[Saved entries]
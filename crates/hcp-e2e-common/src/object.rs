//! Typed object clients
//!
//! The harness talks to both the management cluster and the guest cluster
//! through [`ObjectClient`], a small get/list/create/replace/delete surface
//! over one resource kind. Production code wraps a kube [`Api`]; tests use
//! the in-memory store from [`crate::testing`].

use std::fmt;
use std::marker::PhantomData;

use async_trait::async_trait;
use k8s_openapi::NamespaceResourceScope;
use kube::api::{Api, DeleteParams, ListParams, PostParams};
use kube::{Client, Resource, ResourceExt};
use serde::de::DeserializeOwned;
use serde::Serialize;

use crate::Error;

/// Stable identity of an object: namespace (empty for cluster-scoped) and name
#[derive(Clone, Debug, PartialEq, Eq, Hash, PartialOrd, Ord)]
pub struct ObjectKey {
    /// Namespace, or empty for cluster-scoped objects
    pub namespace: String,
    /// Object name
    pub name: String,
}

impl ObjectKey {
    /// Key of a namespaced object
    pub fn namespaced(namespace: impl Into<String>, name: impl Into<String>) -> Self {
        Self {
            namespace: namespace.into(),
            name: name.into(),
        }
    }

    /// Key of a cluster-scoped object
    pub fn cluster(name: impl Into<String>) -> Self {
        Self {
            namespace: String::new(),
            name: name.into(),
        }
    }

    /// Key of an existing object
    pub fn of<K: Resource>(obj: &K) -> Self {
        Self {
            namespace: obj.namespace().unwrap_or_default(),
            name: obj.name_any(),
        }
    }
}

impl fmt::Display for ObjectKey {
    fn fmt(&self, f: &mut fmt::Formatter<'_>) -> fmt::Result {
        if self.namespace.is_empty() {
            write!(f, "{}", self.name)
        } else {
            write!(f, "{}/{}", self.namespace, self.name)
        }
    }
}

/// Typed CRUD access to one resource kind
#[async_trait]
pub trait ObjectClient<K>: Send + Sync
where
    K: Clone + Send + Sync + 'static,
{
    /// Fetch an object; `Ok(None)` when it does not exist
    async fn get(&self, key: &ObjectKey) -> Result<Option<K>, Error>;

    /// List objects in a namespace (`None` = all namespaces or cluster scope),
    /// optionally filtered by a label selector
    async fn list(
        &self,
        namespace: Option<&str>,
        label_selector: Option<&str>,
    ) -> Result<Vec<K>, Error>;

    /// Create an object and return the stored copy
    async fn create(&self, obj: &K) -> Result<K, Error>;

    /// Write a full object back; fails with a conflict when the object's
    /// resourceVersion is stale
    async fn replace(&self, obj: &K) -> Result<K, Error>;

    /// Request deletion; deleting a missing object is not an error
    async fn delete(&self, key: &ObjectKey) -> Result<(), Error>;
}

fn map_write_error<K: Resource<DynamicType = ()>>(key: &ObjectKey, err: kube::Error) -> Error {
    match err {
        kube::Error::Api(ae) if ae.code == 409 => {
            Error::conflict(K::kind(&()), key.to_string(), ae.message)
        }
        other => other.into(),
    }
}

/// [`ObjectClient`] for a namespaced resource kind backed by the API server
pub struct KubeObjects<K> {
    client: Client,
    _kind: PhantomData<fn() -> K>,
}

impl<K> KubeObjects<K> {
    /// Wrap a kube client
    pub fn new(client: Client) -> Self {
        Self {
            client,
            _kind: PhantomData,
        }
    }
}

#[async_trait]
impl<K> ObjectClient<K> for KubeObjects<K>
where
    K: Resource<Scope = NamespaceResourceScope, DynamicType = ()>
        + Clone
        + fmt::Debug
        + Serialize
        + DeserializeOwned
        + Send
        + Sync
        + 'static,
{
    async fn get(&self, key: &ObjectKey) -> Result<Option<K>, Error> {
        let api: Api<K> = Api::namespaced(self.client.clone(), &key.namespace);
        Ok(api.get_opt(&key.name).await?)
    }

    async fn list(
        &self,
        namespace: Option<&str>,
        label_selector: Option<&str>,
    ) -> Result<Vec<K>, Error> {
        let api: Api<K> = match namespace {
            Some(ns) => Api::namespaced(self.client.clone(), ns),
            None => Api::all(self.client.clone()),
        };
        let mut params = ListParams::default();
        if let Some(selector) = label_selector {
            params = params.labels(selector);
        }
        Ok(api.list(&params).await?.items)
    }

    async fn create(&self, obj: &K) -> Result<K, Error> {
        let key = ObjectKey::of(obj);
        let api: Api<K> = Api::namespaced(self.client.clone(), &key.namespace);
        api.create(&PostParams::default(), obj)
            .await
            .map_err(|e| map_write_error::<K>(&key, e))
    }

    async fn replace(&self, obj: &K) -> Result<K, Error> {
        let key = ObjectKey::of(obj);
        let api: Api<K> = Api::namespaced(self.client.clone(), &key.namespace);
        api.replace(&key.name, &PostParams::default(), obj)
            .await
            .map_err(|e| map_write_error::<K>(&key, e))
    }

    async fn delete(&self, key: &ObjectKey) -> Result<(), Error> {
        let api: Api<K> = Api::namespaced(self.client.clone(), &key.namespace);
        match api.delete(&key.name, &DeleteParams::background()).await {
            Ok(_) => Ok(()),
            Err(kube::Error::Api(ae)) if ae.code == 404 => Ok(()),
            Err(e) => Err(e.into()),
        }
    }
}

/// [`ObjectClient`] for a cluster-scoped resource kind (nodes, namespaces)
pub struct KubeClusterObjects<K> {
    client: Client,
    _kind: PhantomData<fn() -> K>,
}

impl<K> KubeClusterObjects<K> {
    /// Wrap a kube client
    pub fn new(client: Client) -> Self {
        Self {
            client,
            _kind: PhantomData,
        }
    }
}

#[async_trait]
impl<K> ObjectClient<K> for KubeClusterObjects<K>
where
    K: Resource<DynamicType = ()>
        + Clone
        + fmt::Debug
        + Serialize
        + DeserializeOwned
        + Send
        + Sync
        + 'static,
{
    async fn get(&self, key: &ObjectKey) -> Result<Option<K>, Error> {
        let api: Api<K> = Api::all(self.client.clone());
        Ok(api.get_opt(&key.name).await?)
    }

    async fn list(
        &self,
        _namespace: Option<&str>,
        label_selector: Option<&str>,
    ) -> Result<Vec<K>, Error> {
        let api: Api<K> = Api::all(self.client.clone());
        let mut params = ListParams::default();
        if let Some(selector) = label_selector {
            params = params.labels(selector);
        }
        Ok(api.list(&params).await?.items)
    }

    async fn create(&self, obj: &K) -> Result<K, Error> {
        let key = ObjectKey::of(obj);
        let api: Api<K> = Api::all(self.client.clone());
        api.create(&PostParams::default(), obj)
            .await
            .map_err(|e| map_write_error::<K>(&key, e))
    }

    async fn replace(&self, obj: &K) -> Result<K, Error> {
        let key = ObjectKey::of(obj);
        let api: Api<K> = Api::all(self.client.clone());
        api.replace(&key.name, &PostParams::default(), obj)
            .await
            .map_err(|e| map_write_error::<K>(&key, e))
    }

    async fn delete(&self, key: &ObjectKey) -> Result<(), Error> {
        let api: Api<K> = Api::all(self.client.clone());
        match api.delete(&key.name, &DeleteParams::background()).await {
            Ok(_) => Ok(()),
            Err(kube::Error::Api(ae)) if ae.code == 404 => Ok(()),
            Err(e) => Err(e.into()),
        }
    }
}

* **What you should do**:
Write out every record above, word for word.

* **Result for this exercise**:
filename crates/hcp-e2e-common/src/object.rs
//! Typed object clients
//!
//! The harness talks to both the management cluster and the guest cluster
//! through [`ObjectClient`], a small get/list/create/replace/delete surface
//! over one resource kind. Production code wraps a kube [`Api`]; tests use
//! the in-memory store from [`crate::testing`].

use std::fmt;
use std::marker::PhantomData;

use async_trait::async_trait;
use k8s_openapi::NamespaceResourceScope;
use kube::api::{Api, DeleteParams, ListParams, PostParams};
use kube::{Client, Resource, ResourceExt};
use serde::de::DeserializeOwned;
use serde::Serialize;

use crate::Error;

/// Stable identity of an object: namespace (empty for cluster-scoped) and name
#[derive(Clone, Debug, PartialEq, Eq, Hash, PartialOrd, Ord)]
pub struct ObjectKey {
    /// Namespace, or empty for cluster-scoped objects
    pub namespace: String,
    /// Object name
    pub name: String,
}

impl ObjectKey {
    /// Key of a namespaced object
    pub fn namespaced(namespace: impl Into<String>, name: impl Into<String>) -> Self {
        Self {
            namespace: namespace.into(),
            name: name.into(),
        }
    }

    /// Key of a cluster-scoped object
    pub fn cluster(name: impl Into<String>) -> Self {
        Self {
            namespace: String::new(),
            name: name.into(),
        }
    }

    /// Key of an existing object
    pub fn of<K: Resource>(obj: &K) -> Self {
        Self {
            namespace: obj.namespace().unwrap_or_default(),
            name: obj.name_any(),
        }
    }
}

impl fmt::Display for ObjectKey {
    fn fmt(&self, f: &mut fmt::Formatter<'_>) -> fmt::Result {
        if self.namespace.is_empty() {
            write!(f, "{}", self.name)
        } else {
            write!(f, "{}/{}", self.namespace, self.name)
        }
    }
}

/// Typed CRUD access to one resource kind
#[async_trait]
pub trait ObjectClient<K>: Send + Sync
where
    K: Clone + Send + Sync + 'static,
{
    /// Fetch an object; `Ok(None)` when it does not exist
    async fn get(&self, key: &ObjectKey) -> Result<Option<K>, Error>;

    /// List objects in a namespace (`None` = all namespaces or cluster scope),
    /// optionally filtered by a label selector
    async fn list(
        &self,
        namespace: Option<&str>,
        label_selector: Option<&str>,
    ) -> Result<Vec<K>, Error>;

    /// Create an object and return the stored copy
    async fn create(&self, obj: &K) -> Result<K, Error>;

    /// Write a full object back; fails with a conflict when the object's
    /// resourceVersion is stale
    async fn replace(&self, obj: &K) -> Result<K, Error>;

    /// Request deletion; deleting a missing object is not an error
    async fn delete(&self, key: &ObjectKey) -> Result<(), Error>;
}

fn map_write_error<K: Resource<DynamicType = ()>>(key: &ObjectKey, err: kube::Error) -> Error {
    match err {
        kube::Error::Api(ae) if ae.code == 409 => {
            Error::conflict(K::kind(&()), key.to_string(), ae.message)
        }
        other => other.into(),
    }
}

/// [`ObjectClient`] for a namespaced resource kind backed by the API server
pub struct KubeObjects<K> {
    client: Client,
    _kind: PhantomData<fn() -> K>,
}

impl<K> KubeObjects<K> {
    /// Wrap a kube client
    pub fn new(client: Client) -> Self {
        Self {
            client,
            _kind: PhantomData,
        }
    }
}

#[async_trait]
impl<K> ObjectClient<K> for KubeObjects<K>
where
    K: Resource<Scope = NamespaceResourceScope, DynamicType = ()>
        + Clone
        + fmt::Debug
        + Serialize
        + DeserializeOwned
        + Send
        + Sync
        + 'static,
{
    async fn get(&self, key: &ObjectKey) -> Result<Option<K>, Error> {
        let api: Api<K> = Api::namespaced(self.client.clone(), &key.namespace);
        Ok(api.get_opt(&key.name).await?)
    }

    async fn list(
        &self,
        namespace: Option<&str>,
        label_selector: Option<&str>,
    ) -> Result<Vec<K>, Error> {
        let api: Api<K> = match namespace {
            Some(ns) => Api::namespaced(self.client.clone(), ns),
            None => Api::all(self.client.clone()),
        };
        let mut params = ListParams::default();
        if let Some(selector) = label_selector {
            params = params.labels(selector);
        }
        Ok(api.list(&params).await?.items)
    }

    async fn create(&self, obj: &K) -> Result<K, Error> {
        let key = ObjectKey::of(obj);
        let api: Api<K> = Api::namespaced(self.client.clone(), &key.namespace);
        api.create(&PostParams::default(), obj)
            .await
            .map_err(|e| map_write_error::<K>(&key, e))
    }

    async fn replace(&self, obj: &K) -> Result<K, Error> {
        let key = ObjectKey::of(obj);
        let api: Api<K> = Api::namespaced(self.client.clone(), &key.namespace);
        api.replace(&key.name, &PostParams::default(), obj)
            .await
            .map_err(|e| map_write_error::<K>(&key, e))
    }

    async fn delete(&self, key: &ObjectKey) -> Result<(), Error> {
        let api: Api<K> = Api::namespaced(self.client.clone(), &key.namespace);
        match api.delete(&key.name, &DeleteParams::background()).await {
            Ok(_) => Ok(()),
            Err(kube::Error::Api(ae)) if ae.code == 404 => Ok(()),
            Err(e) => Err(e.into()),
        }
    }
}

/// [`ObjectClient`] for a cluster-scoped resource kind (nodes, namespaces)
pub struct KubeClusterObjects<K> {
    client: Client,
    _kind: PhantomData<fn() -> K>,
}

impl<K> KubeClusterObjects<K> {
    /// Wrap a kube client
    pub fn new(client: Client) -> Self {
        Self {
            client,
            _kind: PhantomData,
        }
    }
}

#[async_trait]
impl<K> ObjectClient<K> for KubeClusterObjects<K>
where
    K: Resource<DynamicType = ()>
        + Clone
        + fmt::Debug
        + Serialize
        + DeserializeOwned
        + Send
        + Sync
        + 'static,
{
    async fn get(&self, key: &ObjectKey) -> Result<Option<K>, Error> {
        let api: Api<K> = Api::all(self.client.clone());
        Ok(api.get_opt(&key.name).await?)
    }

    async fn list(
        &self,
        _namespace: Option<&str>,
        label_selector: Option<&str>,
    ) -> Result<Vec<K>, Error> {
        let api: Api<K> = Api::all(self.client.clone());
        let mut params = ListParams::default();
        if let Some(selector) = label_selector {
            params = params.labels(selector);
        }
        Ok(api.list(&params).await?.items)
    }

    async fn create(&self, obj: &K) -> Result<K, Error> {
        let key = ObjectKey::of(obj);
        let api: Api<K> = Api::all(self.client.clone());
        api.create(&PostParams::default(), obj)
            .await
            .map_err(|e| map_write_error::<K>(&key, e))
    }

    async fn replace(&self, obj: &K) -> Result<K, Error> {
        let key = ObjectKey::of(obj);
        let api: Api<K> = Api::all(self.client.clone());
        api.replace(&key.name, &PostParams::default(), obj)
            .await
            .map_err(|e| map_write_error::<K>(&key, e))
    }

    async fn delete(&self, key: &ObjectKey) -> Result<(), Error> {
        let api: Api<K> = Api::all(self.client.clone());
        match api.delete(&key.name, &DeleteParams::background()).await {
            Ok(_) => Ok(()),
            Err(kube::Error::Api(ae)) if ae.code == 404 => Ok(()),
            Err(e) => Err(e.into()),
        }
    }
}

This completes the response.